Oil Futures Advance as IEA sees Demand Overtaking Supply
NEW YORK (DTN) -- New York Mercantile Exchange oil futures settled higher Friday afternoon after the International Energy Agency said this morning demand would overtake new supply and trigger inventory drawdowns if the Organization of the Petroleum Exporting Countries maintained the high level of compliance with their pledged production cuts.
In its monthly Oil Market Report, IEA estimates OPEC reached 90% compliance with its Nov. 30, 2016 agreement to cut 1.2 million bpd of its production in January with a 1.0 million bpd reduction that, if continued through the deal's six-month term, would lead to a drawdown in global oil inventories of 600,000 bpd.
"This report is the latest evidence this is a new OPEC that is serious about cutting production and I think they may extend the output cuts for another six months as some of its members have suggested," said analyst Phil Flynn at Price Futures. "On top of that, U.S. product demand is strong, and with a wider Brent/WTI spread we could see a lot of product exports going to Europe over the coming weeks."
On Wednesday, the Energy Information Administration detailed a 7.6% spike in gasoline demand to an 8.941 million bpd six-week high during the week-ended Feb. 3 while distillate demand rose 101,000 bpd to 3.91 million bpd, and is 324,000 bpd or 9.4% higher so far this year compared with 2016.
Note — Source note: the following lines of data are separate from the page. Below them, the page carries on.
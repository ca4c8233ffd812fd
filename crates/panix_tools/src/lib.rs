//! # Panix Development Tools
//!
//! Command-line tools for content authors:
//! - Config and override validation

#![forbid(unsafe_code)]
#![warn(missing_docs)]
#![warn(clippy::all, clippy::pedantic)]

pub mod validate;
Nearest delivered Brent crude traded on the IntercontinentalExchange settled at a $2.84 bbl premium to nearest delivered NYMEX West Texas Intermediate futures, and has held over $2.00 bbl so far in 2017. The Brent premium expanded following the Nov. 30 OPEC agreement, reaching a $3.49 bbl nearly one-year high in mid-January and only briefly slipping below $2.00 since the OPEC deal.
NYMEX March West Texas Intermediate futures settled 86cts higher at $53.86 bbl, ending near a $54.13 four-day high while little changed for the week. The ICE April Brent crude oil futures contract gained $1.07 to $56.70 bbl at settlement, having traded at a $56.88 four-day high and ended the week down 11cts.
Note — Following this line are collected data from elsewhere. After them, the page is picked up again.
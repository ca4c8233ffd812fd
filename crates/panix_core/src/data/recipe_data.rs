//! Component and drone recipes.

use std::collections::BTreeMap;

use serde::{Deserialize, Serialize};

/// Resource id -> whole units required.
pub type ResourceCost = BTreeMap<String, u64>;

/// Component id -> count required.
pub type ComponentCost = BTreeMap<String, u32>;

/// Build a cost map from `(id, amount)` pairs.
#[must_use]
pub fn cost_of<V: Copy>(entries: &[(&str, V)]) -> BTreeMap<String, V> {
    entries
        .iter()
        .map(|(id, amount)| ((*id).to_string(), *amount))
        .collect()
}

/// Recipe crafting a component from resources.
///
/// # Example RON
///
/// ```ron
/// ComponentRecipe(
///     id: "chassis",
///     name: "Drone Chassis",
///     description: "Basic frame for all drones",
///     cost: {"iron": 50, "silicon": 0, "energy": 0},
///     craft_time: 0,
/// )
/// ```
#[derive(Debug, Clone, PartialEq, Eq, Serialize, Deserialize)]
pub struct ComponentRecipe {
    /// Component identifier.
    pub id: String,
    /// Display name.
    pub name: String,
    /// Display description.
    #[serde(default)]
    pub description: String,
    /// Resources deducted per craft.
    pub cost: ResourceCost,
    /// Crafting time in milliseconds. Crafting is instant when zero.
    #[serde(default)]
    pub craft_time: u64,
}

/// Recipe assembling a drone from components.
#[derive(Debug, Clone, PartialEq, Serialize, Deserialize)]
pub struct DroneRecipe {
    /// Drone type identifier.
    pub id: String,
    /// Display name.
    pub name: String,
    /// Display description.
    #[serde(default)]
    pub description: String,
    /// Components consumed per drone.
    pub components: ComponentCost,
    /// Build time in milliseconds. Building is instant when zero.
    #[serde(default)]
    pub build_time: u64,
}

/// Default drone type deployed by the player.
pub const BASIC_GATHERER: &str = "basicGatherer";

impl ComponentRecipe {
    /// Built-in component recipes: chassis, circuit, power core.
    #[must_use]
    pub fn builtin() -> Vec<Self> {
        vec![
            Self {
                id: "chassis".to_string(),
                name: "Drone Chassis".to_string(),
                description: "Basic frame for all drones".to_string(),
                cost: cost_of(&[("iron", 50), ("silicon", 0), ("energy", 0)]),
                craft_time: 0,
            },
            Self {
                id: "circuit".to_string(),
                name: "Basic Circuit".to_string(),
                description: "Electronic control system".to_string(),
                cost: cost_of(&[("iron", 10), ("silicon", 30), ("energy", 0)]),
                craft_time: 0,
            },
            Self {
                id: "powerCore".to_string(),
                name: "Power Core".to_string(),
                description: "Energy storage and distribution".to_string(),
                cost: cost_of(&[("iron", 0), ("silicon", 20), ("energy", 20)]),
                craft_time: 0,
            },
        ]
    }
}

impl DroneRecipe {
    /// Built-in drone recipes.
    #[must_use]
    pub fn builtin() -> Vec<Self> {
        vec![Self {
            id: BASIC_GATHERER.to_string(),
            name: "Basic Gathering Drone".to_string(),
            description: "Automated resource collector".to_string(),
            components: cost_of(&[("chassis", 1), ("circuit", 1), ("powerCore", 1)]),
            build_time: 0,
        }]
    }
}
NYMEX March RBOB futures settled 1.94cts higher at $1.5896 gallon, off a $1.6134 three-week spot high while posting a weekly gain of 3.59cts. NYMEX March ULSD futures increased 2.44cts to a $1.6659 gallon settlement, paring an advance to a $1.6758 four-day high while flat on the week.
In its report, IEA said global oil supplies fell nearly 1.5 million bpd to 96.4 million bpd in January, with lower output from both OPEC and non-OPEC countries. Oil inventories held by the Organization for Economic Cooperation and Development were drawn down five consecutive months in ending 2016, and in the fourth quarter declined by nearly 800,000 bpd, with inventory ending the year below 3.0 billion bbl for the first in slightly more than a year, IEA said.
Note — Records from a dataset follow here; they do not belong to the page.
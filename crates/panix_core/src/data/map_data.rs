//! Static map layout.

use serde::{Deserialize, Serialize};

use crate::hex::HexCoord;

/// Layout cell marking the starting base.
pub const START_CELL: &str = "start";

/// Layout cell without a resource.
pub const EMPTY_CELL: &str = "empty";

/// Map layout authored in offset (row, column) form.
///
/// Each cell is a tile type id (`"iron"`, `"silicon"`, `"energy"`,
/// `"empty"`) or `"start"` for the starting base.
#[derive(Debug, Clone, PartialEq, Eq, Serialize, Deserialize)]
pub struct MapData {
    /// Columns per row.
    pub width: u32,
    /// Number of rows.
    pub height: u32,
    /// Row-major layout, `layout[row][col]`.
    pub layout: Vec<Vec<String>>,
}

const DEFAULT_LAYOUT: [[&str; 10]; 10] = [
    ["empty", "empty", "iron", "empty", "empty", "energy", "empty", "empty", "silicon", "empty"],
    ["empty", "iron", "empty", "empty", "silicon", "empty", "energy", "empty", "empty", "empty"],
    ["iron", "empty", "empty", "silicon", "empty", "empty", "empty", "iron", "empty", "energy"],
    ["empty", "empty", "energy", "empty", "empty", "start", "empty", "empty", "silicon", "empty"],
    ["empty", "silicon", "empty", "empty", "iron", "empty", "iron", "empty", "empty", "empty"],
    ["energy", "empty", "empty", "iron", "empty", "empty", "empty", "energy", "empty", "silicon"],
    ["empty", "empty", "silicon", "empty", "empty", "energy", "empty", "empty", "iron", "empty"],
    ["empty", "iron", "empty", "empty", "silicon", "empty", "empty", "empty", "empty", "energy"],
    ["silicon", "empty", "energy", "empty", "empty", "iron", "empty", "empty", "empty", "empty"],
    ["empty", "empty", "empty", "iron", "empty", "empty", "silicon", "empty", "energy", "empty"],
];

impl Default for MapData {
    fn default() -> Self {
        Self {
            width: 10,
            height: 10,
            layout: DEFAULT_LAYOUT
                .iter()
                .map(|row| row.iter().map(|cell| (*cell).to_string()).collect())
                .collect(),
        }
    }
}

impl MapData {
    /// A single-row map holding only the starting base.
    #[must_use]
    pub fn starting_only() -> Self {
        Self {
            width: 1,
            height: 1,
            layout: vec![vec![START_CELL.to_string()]],
        }
    }

    /// Cell at offset position, `None` outside the authored rows.
    #[must_use]
    pub fn cell(&self, row: usize, col: usize) -> Option<&str> {
        self.layout
            .get(row)
            .and_then(|r| r.get(col))
            .map(String::as_str)
    }

    /// Axial coordinate of the first `"start"` cell in row-major order.
    #[must_use]
    pub fn start_cell(&self) -> Option<HexCoord> {
        self.cells()
            .find(|(_, cell)| *cell == START_CELL)
            .map(|(coord, _)| coord)
    }

    /// Every cell inside `width` x `height` with its axial coordinate.
    pub fn cells(&self) -> impl Iterator<Item = (HexCoord, &str)> + '_ {
        (0..self.height as usize).flat_map(move |row| {
            (0..self.width as usize).filter_map(move |col| {
                self.cell(row, col)
                    .map(|cell| (HexCoord::from_offset(row as i32, col as i32), cell))
            })
        })
    }

    /// Structural problems with the layout.
    #[must_use]
    pub fn problems(&self) -> Vec<String> {
        let mut problems = Vec::new();
        if self.layout.len() != self.height as usize {
            problems.push(format!(
                "Layout has {} rows, expected {}",
                self.layout.len(),
                self.height
            ));
        }
        for (row, cells) in self.layout.iter().enumerate() {
            if cells.len() != self.width as usize {
                problems.push(format!(
                    "Layout row {row} has {} cells, expected {}",
                    cells.len(),
                    self.width
                ));
            }
        }
        match self.count_cells(START_CELL) {
            1 => {}
            0 => problems.push("Layout has no starting tile".to_string()),
            n => problems.push(format!("Layout has {n} starting tiles, expected 1")),
        }
        problems
    }

    /// Count cells of the given type.
    #[must_use]
    pub fn count_cells(&self, cell: &str) -> usize {
        self.layout
            .iter()
            .flat_map(|row| row.iter())
            .filter(|c| *c == cell)
            .count()
    }
}

#[cfg(test)]
mod tests {
    use super::*;

    #[test]
    fn test_default_layout_shape() {
        let map = MapData::default();
        assert_eq!(map.layout.len(), map.height as usize);
        assert!(map.layout.iter().all(|row| row.len() == map.width as usize));
        assert_eq!(map.count_cells(START_CELL), 1);
    }

    #[test]
    fn test_start_cell_axial() {
        let map = MapData::default();
        // Row 3, column 5.
        assert_eq!(map.start_cell(), Some(HexCoord::new(5, 1)));
        assert!(map.problems().is_empty());
    }

    #[test]
    fn test_problems_reported() {
        let mut map = MapData::default();
        map.layout[3][5] = EMPTY_CELL.to_string();
        map.layout[0].pop();
        let problems = map.problems();
        assert_eq!(problems.len(), 2);
        assert!(problems.iter().any(|p| p.contains("no starting tile")));
    }

    #[test]
    fn test_cell_out_of_range() {
        let map = MapData::default();
        assert_eq!(map.cell(10, 0), None);
        assert_eq!(map.cell(0, 10), None);
    }
}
IEA also revised up its estimate for world oil demand for 2016 for the third straight month due to robust demand in the fourth quarter, while estimating global oil consumption at 96.6 million bpd last year for a year-on-year growth rate of 1.6 million bpd. Year-on-year growth in 2017 is projected at 1.4 million bpd.
Contrasting IEA's bullish report, oil services firm Baker Hughes, Inc. this afternoon reported an eight-rig increase in the number of active oil rigs in the United States to a total of 591 for the week-ended today. A total of 66 oil rigs have been added so far this year, while EIA on Wednesday showed U.S. domestic production grew by 63,000 bpd during the week-ended Feb. 3 to a 10-month high of 8.978 million bpd.